21. Il résulte de tout ce qui précède, et sans qu'il soit besoin de statuer sur la recevabilité de la requête ou de la demande de première instance, que l'association Contre-vent et MM. B...et D...ne sont pas fondés à soutenir que c'est à tort que, par le jugement attaqué, le tribunal administratif de Rouen a rejeté leur demande.
Sur les frais liés au litige :
22. Les dispositions de l'article L. 761-1 du code de justice administrative font obstacle à ce que soit mis à la charge de l'Etat, qui n'est pas, dans la présente instance, la partie perdante, le versement aux appelants de la somme qu'ils demandent sur ce fondement.
23. En revanche, il y a lieu, dans les circonstances de l'espèce, de mettre à la charge solidaire de l'association Contre-vent, de M. B...et de M. D...le versement de la somme totale de 1 500 euros à la société " Parc éolien d'Illois " sur le même fondement.
DÉCIDE :
Article 1er : La requête de l'association Contre-vent, de M. B...et de M. D...est rejetée.

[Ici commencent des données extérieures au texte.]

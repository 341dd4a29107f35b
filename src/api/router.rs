//! Router assembly

use axum::{middleware, routing::get, Router};

use crate::api::middleware::{count_hits, logging_middleware};
use crate::api::state::AppState;
use crate::api::{admin, chirps, health, users};

/// Build the full HTTP router around the shared state.
///
/// Only `/api` requests count towards the hit counter shown on
/// `/admin/metrics`.
pub fn create_router(state: AppState) -> Router {
    let api = Router::new()
        .route("/healthz", get(health::healthz))
        .merge(users::create_users_router())
        .merge(chirps::create_chirps_router())
        .layer(middleware::from_fn_with_state(
            state.hits.clone(),
            count_hits,
        ));

    Router::new()
        .nest("/api", api)
        .nest("/admin", admin::create_admin_router())
        .with_state(state)
        .layer(middleware::from_fn(logging_middleware))
        .layer(tower_http::trace::TraceLayer::new_for_http())
}
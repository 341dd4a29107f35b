//! Chirp service

use std::sync::Arc;

use crate::domain::chirp::{
    clean_chirp_body, validate_chirp_body, Chirp, ChirpId, ChirpRepository,
};
use crate::domain::user::UserId;
use crate::domain::DomainError;

#[derive(Debug, Clone)]
pub struct ChirpService {
    repository: Arc<dyn ChirpRepository>,
}

impl ChirpService {
    pub fn new(repository: Arc<dyn ChirpRepository>) -> Self {
        Self { repository }
    }

    /// Create a chirp authored by `author`, with banned words masked
    pub async fn create(&self, author: UserId, body: &str) -> Result<Chirp, DomainError> {
        validate_chirp_body(body).map_err(|e| DomainError::validation(e.to_string()))?;

        self.repository
            .create(Chirp::new(ChirpId::generate(), author, clean_chirp_body(body)))
            .await
    }

    pub async fn get(&self, id: &str) -> Result<Chirp, DomainError> {
        let chirp_id = ChirpId::parse(id).map_err(|e| DomainError::invalid_id(e.to_string()))?;

        self.repository
            .get(&chirp_id)
            .await?
            .ok_or_else(|| DomainError::not_found(format!("Chirp '{}' not found", id)))
    }

    pub async fn list(&self) -> Result<Vec<Chirp>, DomainError> {
        self.repository.list().await
    }

    pub async fn clear(&self) -> Result<usize, DomainError> {
        self.repository.clear().await
    }
}

#[cfg(test)]
mod tests {
    use super::*;
    use crate::infrastructure::chirp::InMemoryChirpRepository;

    fn create_service() -> ChirpService {
        ChirpService::new(Arc::new(InMemoryChirpRepository::new()))
    }

    #[tokio::test]
    async fn test_create_and_get() {
        let service = create_service();
        let author = UserId::generate();

        let chirp = service.create(author, "Tread lightly.").await.unwrap();
        assert_eq!(chirp.user_id(), &author);

        let found = service.get(&chirp.id().to_string()).await.unwrap();
        assert_eq!(found.body(), "Tread lightly.");
    }

    #[tokio::test]
    async fn test_create_too_long() {
        let service = create_service();

        let result = service.create(UserId::generate(), &"a".repeat(141)).await;
        assert!(matches!(result, Err(DomainError::Validation { .. })));
        assert!(service.list().await.unwrap().is_empty());
    }

    #[tokio::test]
    async fn test_get_invalid_and_missing() {
        let service = create_service();

        let result = service.get("not-a-uuid").await;
        assert!(matches!(result, Err(DomainError::InvalidId { .. })));

        let result = service.get(&ChirpId::generate().to_string()).await;
        assert!(matches!(result, Err(DomainError::NotFound { .. })));
    }

    #[tokio::test]
    async fn test_create_masks_banned_words() {
        let service = create_service();

        let chirp = service
            .create(UserId::generate(), "what a Kerfuffle this is")
            .await
            .unwrap();

        assert_eq!(chirp.body(), "what a **** this is");
        let stored = service.get(&chirp.id().to_string()).await.unwrap();
        assert_eq!(stored.body(), "what a **** this is");
    }

    #[tokio::test]
    async fn test_clear() {
        let service = create_service();
        service.create(UserId::generate(), "one").await.unwrap();

        assert_eq!(service.clear().await.unwrap(), 1);
        assert!(service.list().await.unwrap().is_empty());
    }
}
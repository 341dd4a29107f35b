//! CLI module for Chirpy
//!
//! Provides subcommands:
//! - `serve`: run the HTTP API
//! - `hash-password`: print an Argon2 hash for a password

pub mod hash_password;
pub mod serve;

use clap::{Parser, Subcommand};

/// Chirpy - post short messages behind bearer-token auth
#[derive(Parser)]
#[command(name = "chirpy")]
#[command(version, about, long_about = None)]
pub struct Cli {
    #[command(subcommand)]
    pub command: Command,
}

#[derive(Subcommand)]
pub enum Command {
    /// Run the API server
    Serve,

    /// Hash a password with Argon2 and print the result
    HashPassword(hash_password::HashPasswordArgs),
}
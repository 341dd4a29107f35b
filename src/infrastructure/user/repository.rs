//! In-memory user repository implementation

use async_trait::async_trait;
use std::collections::HashMap;
use tokio::sync::RwLock;

use crate::domain::user::{User, UserId, UserRepository};
use crate::domain::DomainError;

/// Users and the email lookup live under one lock so they never disagree
#[derive(Debug, Default)]
struct UserStore {
    users: HashMap<UserId, User>,
    by_email: HashMap<String, UserId>,
}

/// In-memory implementation of UserRepository
#[derive(Debug, Default)]
pub struct InMemoryUserRepository {
    store: RwLock<UserStore>,
}

impl InMemoryUserRepository {
    pub fn new() -> Self {
        Self::default()
    }
}

#[async_trait]
impl UserRepository for InMemoryUserRepository {
    async fn get_by_email(&self, email: &str) -> Result<Option<User>, DomainError> {
        let store = self.store.read().await;

        Ok(store
            .by_email
            .get(email)
            .and_then(|id| store.users.get(id))
            .cloned())
    }

    async fn create(&self, user: User) -> Result<User, DomainError> {
        let mut store = self.store.write().await;

        if store.users.contains_key(user.id()) {
            return Err(DomainError::conflict(format!(
                "User with ID '{}' already exists",
                user.id()
            )));
        }

        if store.by_email.contains_key(user.email()) {
            return Err(DomainError::conflict(format!(
                "Email '{}' is already registered",
                user.email()
            )));
        }

        store.by_email.insert(user.email().to_string(), *user.id());
        store.users.insert(*user.id(), user.clone());

        Ok(user)
    }

    async fn clear(&self) -> Result<usize, DomainError> {
        let mut store = self.store.write().await;
        let removed = store.users.len();

        store.users.clear();
        store.by_email.clear();

        Ok(removed)
    }
}

#[cfg(test)]
mod tests {
    use super::*;
    use std::sync::Arc;

    fn create_test_user(email: &str) -> User {
        User::new(UserId::generate(), email, "hashed_password")
    }

    #[tokio::test]
    async fn test_create_and_get_by_email() {
        let repo = InMemoryUserRepository::new();
        let user = create_test_user("walt@breakingbad.com");
        let id = *user.id();

        repo.create(user).await.unwrap();

        let found = repo.get_by_email("walt@breakingbad.com").await.unwrap().unwrap();
        assert_eq!(found.id(), &id);

        let missing = repo.get_by_email("jesse@breakingbad.com").await.unwrap();
        assert!(missing.is_none());
    }

    #[tokio::test]
    async fn test_duplicate_email() {
        let repo = InMemoryUserRepository::new();
        repo.create(create_test_user("walt@breakingbad.com"))
            .await
            .unwrap();

        let result = repo.create(create_test_user("walt@breakingbad.com")).await;
        assert!(matches!(result, Err(DomainError::Conflict { .. })));
        assert!(repo.email_exists("walt@breakingbad.com").await.unwrap());
    }

    #[tokio::test]
    async fn test_clear() {
        let repo = InMemoryUserRepository::new();
        repo.create(create_test_user("a@example.com")).await.unwrap();
        repo.create(create_test_user("b@example.com")).await.unwrap();

        assert_eq!(repo.clear().await.unwrap(), 2);
        assert!(!repo.email_exists("a@example.com").await.unwrap());

        // The email is free again once cleared
        repo.create(create_test_user("a@example.com")).await.unwrap();
    }

    #[tokio::test(flavor = "multi_thread", worker_threads = 4)]
    async fn test_concurrent_lookups_and_inserts_complete() {
        let repo = Arc::new(InMemoryUserRepository::new());
        repo.create(create_test_user("walt@breakingbad.com"))
            .await
            .unwrap();

        let mut handles = Vec::new();
        for i in 0..200 {
            let reader = Arc::clone(&repo);
            handles.push(tokio::spawn(async move {
                reader.get_by_email("walt@breakingbad.com").await.unwrap();
            }));

            let writer = Arc::clone(&repo);
            handles.push(tokio::spawn(async move {
                writer
                    .create(create_test_user(&format!("user{}@example.com", i)))
                    .await
                    .unwrap();
            }));
        }

        let all = async {
            for handle in handles {
                handle.await.unwrap();
            }
        };

        tokio::time::timeout(std::time::Duration::from_secs(20), all)
            .await
            .expect("concurrent lookups and inserts did not complete");

        assert!(repo.email_exists("user199@example.com").await.unwrap());
    }
}
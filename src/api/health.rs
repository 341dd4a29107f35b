//! Health check endpoint

use axum::{http::header, http::StatusCode, response::IntoResponse};

/// Liveness check: returns 200 with a plain-text body while the service runs
pub async fn healthz() -> impl IntoResponse {
    (
        StatusCode::OK,
        [(header::CONTENT_TYPE, "text/plain; charset=utf-8")],
        "OK",
    )
}
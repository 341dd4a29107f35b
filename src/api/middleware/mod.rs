//! API middleware components

pub mod logging;
pub mod metrics;
pub mod user_auth;

pub use logging::logging_middleware;
pub use metrics::count_hits;
pub use user_auth::{extract_bearer_token, RequireUser};
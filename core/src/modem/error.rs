//! Modem driver error types

use crate::payload::PayloadError;

/// Faults that abort a modem operation.
///
/// A command that times out or answers `ERROR` is not one of these; the
/// operation reports it as `false` or an empty reply.
#[derive(Debug, Clone, Copy, PartialEq, Eq)]
#[cfg_attr(feature = "defmt", derive(defmt::Format))]
pub enum ModemError {
    /// UART read or write failed
    Serial,
    /// Power key pin failed
    Pin,
    /// Command does not fit the command buffer
    CommandTooLong,
    /// Module did not confirm a file upload
    FileWrite,
    /// Module never came up; nothing can be sent
    NoResponse,
    /// Payload could not be built
    Payload(PayloadError),
}

impl core::fmt::Display for ModemError {
    fn fmt(&self, f: &mut core::fmt::Formatter<'_>) -> core::fmt::Result {
        match self {
            Self::Serial => write!(f, "Serial transport error"),
            Self::Pin => write!(f, "Power key pin error"),
            Self::CommandTooLong => write!(f, "Command too long"),
            Self::FileWrite => write!(f, "File upload not confirmed"),
            Self::NoResponse => write!(f, "Modem not responding"),
            Self::Payload(e) => write!(f, "Payload error: {}", e),
        }
    }
}

impl core::error::Error for ModemError {}

impl From<PayloadError> for ModemError {
    fn from(e: PayloadError) -> Self {
        Self::Payload(e)
    }
}
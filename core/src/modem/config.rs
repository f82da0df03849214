//! Modem timing and behaviour settings

use datalogger_hal::serial::LineConfig;
use datalogger_hal::time::Duration;

/// What `initialise` does about the data connection
#[derive(Debug, Clone, Copy, PartialEq, Eq)]
#[cfg_attr(feature = "defmt", derive(defmt::Format))]
pub enum NetworkPolicy {
    /// Mark the network as available without waiting for an IP address.
    ///
    /// TCP/IP through the module works before `+CGDCONT?` reports an
    /// address, so waiting only costs power. An unregistered module is then
    /// discovered later by a failed MQTT connect.
    AssumeConnected,
    /// Run [`acquire_network`](super::Modem::acquire_network) and trust its
    /// answer
    AcquireIp,
}

/// SARA-R4 driver configuration
#[derive(Debug, Clone)]
pub struct ModemConfig {
    /// UART framing the BSP must set up
    pub line: LineConfig,
    /// Standard AT command timeout
    pub command_timeout: Duration,
    /// Pause between writing a command and the first read
    pub settle_delay: Duration,
    /// Timeout of the bare `AT` liveness probe
    pub probe_timeout: Duration,
    /// Power key low time to switch on (data sheet: 0.15 s to 3.2 s)
    pub power_on_pulse: Duration,
    /// Power key low time for a graceful switch-off (data sheet: at least 1.5 s)
    pub power_off_pulse: Duration,
    /// Text printed by the module once it is up
    pub greeting: &'static str,
    /// How long to wait for the greeting after the power-on pulse
    pub greeting_window: Duration,
    /// Poll interval while waiting for the greeting
    pub greeting_poll: Duration,
    /// Timeout of `+CPWROFF`
    pub power_off_timeout: Duration,
    /// Pause after `+CPWROFF` before checking for silence
    pub power_off_settle: Duration,
    /// How long the module may keep answering after `+CPWROFF`
    pub power_off_window: Duration,
    /// Timeout of MQTT login and publish
    pub mqtt_timeout: Duration,
    /// MQTT keep-alive, seconds
    pub mqtt_keep_alive_secs: u32,
    /// Interval between IP address checks
    pub network_poll_interval: Duration,
    /// How long to poll before soft resetting the module
    pub network_poll_window: Duration,
    /// Wait after the `+CFUN=15` soft reset
    pub soft_reset_settle: Duration,
    /// Checks after the soft reset settle period
    pub recheck_count: u32,
    /// Interval between those checks
    pub recheck_interval: Duration,
    /// `+CSQ` attempts while the signal reads as unknown
    pub signal_attempts: u32,
    /// Pause between `+CSQ` attempts
    pub signal_retry_delay: Duration,
    pub network_policy: NetworkPolicy,
    /// Module file holding the HTTP POST body
    pub http_body_file: &'static str,
    /// Module file receiving the HTTP response
    pub http_response_file: &'static str,
    /// Pause between the upload prompt and the raw bytes
    pub upload_settle: Duration,
    /// Time allowed for the module to confirm an upload
    pub upload_confirm_timeout: Duration,
    /// Fixed offset added to the module clock (seconds). The module reports
    /// UTC; this yields local standard time.
    pub time_offset_secs: i32,
}

impl Default for ModemConfig {
    fn default() -> Self {
        Self {
            line: LineConfig::eight_n_one(115_200),
            command_timeout: Duration::millis(1000),
            settle_delay: Duration::millis(10),
            probe_timeout: Duration::millis(100),
            power_on_pulse: Duration::millis(300),
            power_off_pulse: Duration::millis(1750),
            greeting: "SARA-R410M-02B-01 Operational",
            greeting_window: Duration::millis(5000),
            greeting_poll: Duration::millis(75),
            power_off_timeout: Duration::millis(1500),
            power_off_settle: Duration::millis(200),
            power_off_window: Duration::millis(1000),
            mqtt_timeout: Duration::millis(120_000),
            mqtt_keep_alive_secs: 60,
            network_poll_interval: Duration::millis(2000),
            network_poll_window: Duration::millis(10_000),
            soft_reset_settle: Duration::millis(15_000),
            recheck_count: 5,
            recheck_interval: Duration::millis(5000),
            signal_attempts: 3,
            signal_retry_delay: Duration::millis(1000),
            network_policy: NetworkPolicy::AssumeConnected,
            http_body_file: "post_data.tmp",
            http_response_file: "post_resp",
            upload_settle: Duration::millis(100),
            upload_confirm_timeout: Duration::millis(500),
            time_offset_secs: 12 * 3600,
        }
    }
}
//! `+CCLK` reply parsing

use crate::calendar::DateTime;

/// Module clock reading
#[derive(Debug, Clone, Copy, PartialEq, Eq)]
#[cfg_attr(feature = "defmt", derive(defmt::Format))]
pub struct NetworkTime {
    /// Unix seconds, UTC
    pub utc: i64,
    /// `utc` plus the configured fixed offset
    pub local: i64,
    /// Zone reported by the network, in quarter hours (informational)
    pub reported_zone: i8,
}

fn two_digits(s: &[u8], at: usize) -> Option<u8> {
    let hi = s.get(at)?;
    let lo = s.get(at + 1)?;
    if !hi.is_ascii_digit() || !lo.is_ascii_digit() {
        return None;
    }
    Some((hi - b'0') * 10 + (lo - b'0'))
}

/// Parse `"yy/MM/dd,hh:mm:ss±zz"` (quotes optional, trailing `,dst` ignored).
///
/// The clock itself is always UTC whatever the zone field says.
pub fn parse_cclk(value: &str) -> Option<(DateTime, i8)> {
    let s = value.trim().trim_start_matches('"').as_bytes();
    let sep = |at: usize, c: u8| s.get(at) == Some(&c);
    if !(sep(2, b'/') && sep(5, b'/') && sep(8, b',') && sep(11, b':') && sep(14, b':')) {
        return None;
    }
    let zone_sign: i8 = match s.get(17)? {
        b'+' => 1,
        b'-' => -1,
        _ => return None,
    };
    let zone = two_digits(s, 18)?;
    let time = DateTime::new(
        2000 + i32::from(two_digits(s, 0)?),
        two_digits(s, 3)?,
        two_digits(s, 6)?,
        two_digits(s, 9)?,
        two_digits(s, 12)?,
        two_digits(s, 15)?,
    )?;
    Some((time, zone_sign * i8::try_from(zone).ok()?))
}
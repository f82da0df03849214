//! Non-bus sensors

/// Tipping-bucket rain gauge backed by a pulse counter
pub trait RainGauge {
    /// Rainfall (mm) accumulated since the previous call. Resets the counter.
    fn take_rainfall(&mut self) -> f32;
}
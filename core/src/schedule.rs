//! Duty-cycle arithmetic
//!
//! Pure functions over seconds. `now`, `first_record_at` and `last_sent` must
//! all come from the same clock.

use crate::config::SensorConfig;

/// Transmissions fire this many seconds early to absorb wake-up jitter
pub const TRANSMIT_EARLY_MARGIN: i64 = 60;

/// A `last_sent` less than this far in the future is a daylight-saving artifact
pub const DST_SHIFT: i64 = 3600;

/// A `last_sent` further in the future than this means the clock was reset
pub const CLOCK_RESET_THRESHOLD: i64 = -730_000_000;

/// Base transmit period while it is raining, in minutes
pub const RAIN_INTERVAL_MINUTES: i64 = 5;

/// Base transmit period while it is dry, in minutes
pub const DRY_INTERVAL_MINUTES: i64 = 60;

/// Seconds until `sensor` is due for its next recording.
///
/// Before the first recording the raw distance is returned, however long.
/// Afterwards the result is on the sensor's grid, in `[0, interval)`.
pub fn time_to_next_recording(now: i64, sensor: &SensorConfig) -> i64 {
    let diff = sensor.first_record_at - now;
    if diff > 0 {
        return diff;
    }
    let period = 60 * i64::from(sensor.record_interval.max(1));
    diff.rem_euclid(period)
}

/// Seconds to sleep so the slowest-booting sensor is ready for the next
/// recording. Negative means wake immediately; `None` if there are no sensors.
pub fn calculate_sleep_time<'a, I>(now: i64, sensors: I) -> Option<i64>
where
    I: IntoIterator<Item = &'a SensorConfig>,
{
    let mut next = None::<i64>;
    let mut boot = None::<i64>;
    for sensor in sensors {
        let t = time_to_next_recording(now, sensor);
        next = Some(next.map_or(t, |n| n.min(t)));
        let b = i64::from(sensor.bootup_time);
        boot = Some(boot.map_or(b, |m| m.max(b)));
    }
    Some(next? - boot?)
}

/// Whether this wake should transmit, given the transmit period in seconds
pub fn should_transmit(now: i64, last_sent: i64, interval: i64) -> bool {
    let mut elapsed = now - last_sent;
    if elapsed < 0 {
        error!("Last transmission is {} s in the future", -elapsed);
        if elapsed > -DST_SHIFT {
            warn!("Correcting last transmission time by {} s", DST_SHIFT);
            elapsed = now - (last_sent - DST_SHIFT);
        } else if elapsed < CLOCK_RESET_THRESHOLD {
            warn!("Clock reset detected, forcing a transmission");
            elapsed = interval;
        }
    }
    let transmit = interval - elapsed <= TRANSMIT_EARLY_MARGIN;
    debug!(
        "Elapsed {} s of {} s, transmit: {}",
        elapsed,
        interval,
        transmit
    );
    transmit
}

/// Transmit period in seconds: 5 minute base while raining, 60 otherwise,
/// times the configured send interval
pub fn transmit_interval(rainfall: f32, send_interval: u32) -> i64 {
    let minutes = if rainfall > 0.0 {
        RAIN_INTERVAL_MINUTES
    } else {
        DRY_INTERVAL_MINUTES
    };
    i64::from(send_interval) * minutes * 60
}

Article 2 : L'association Contre-vent, M. B...et M. D...verseront solidairement la somme totale de 1 500 euros à la société " Parc éolien d'Illois " au titre de l'article L. 761-1 du code de justice administrative.
Article 3 : Le présent arrêt sera notifié à l'association Contre-vent, à M. A...B..., à M. A... D..., à la société " Parc éolien d'Illois " et à la ministre de la cohésion des territoires et des relations avec les collectivités territoriales.
Copie en sera transmise pour information au préfet de la Seine-Maritime.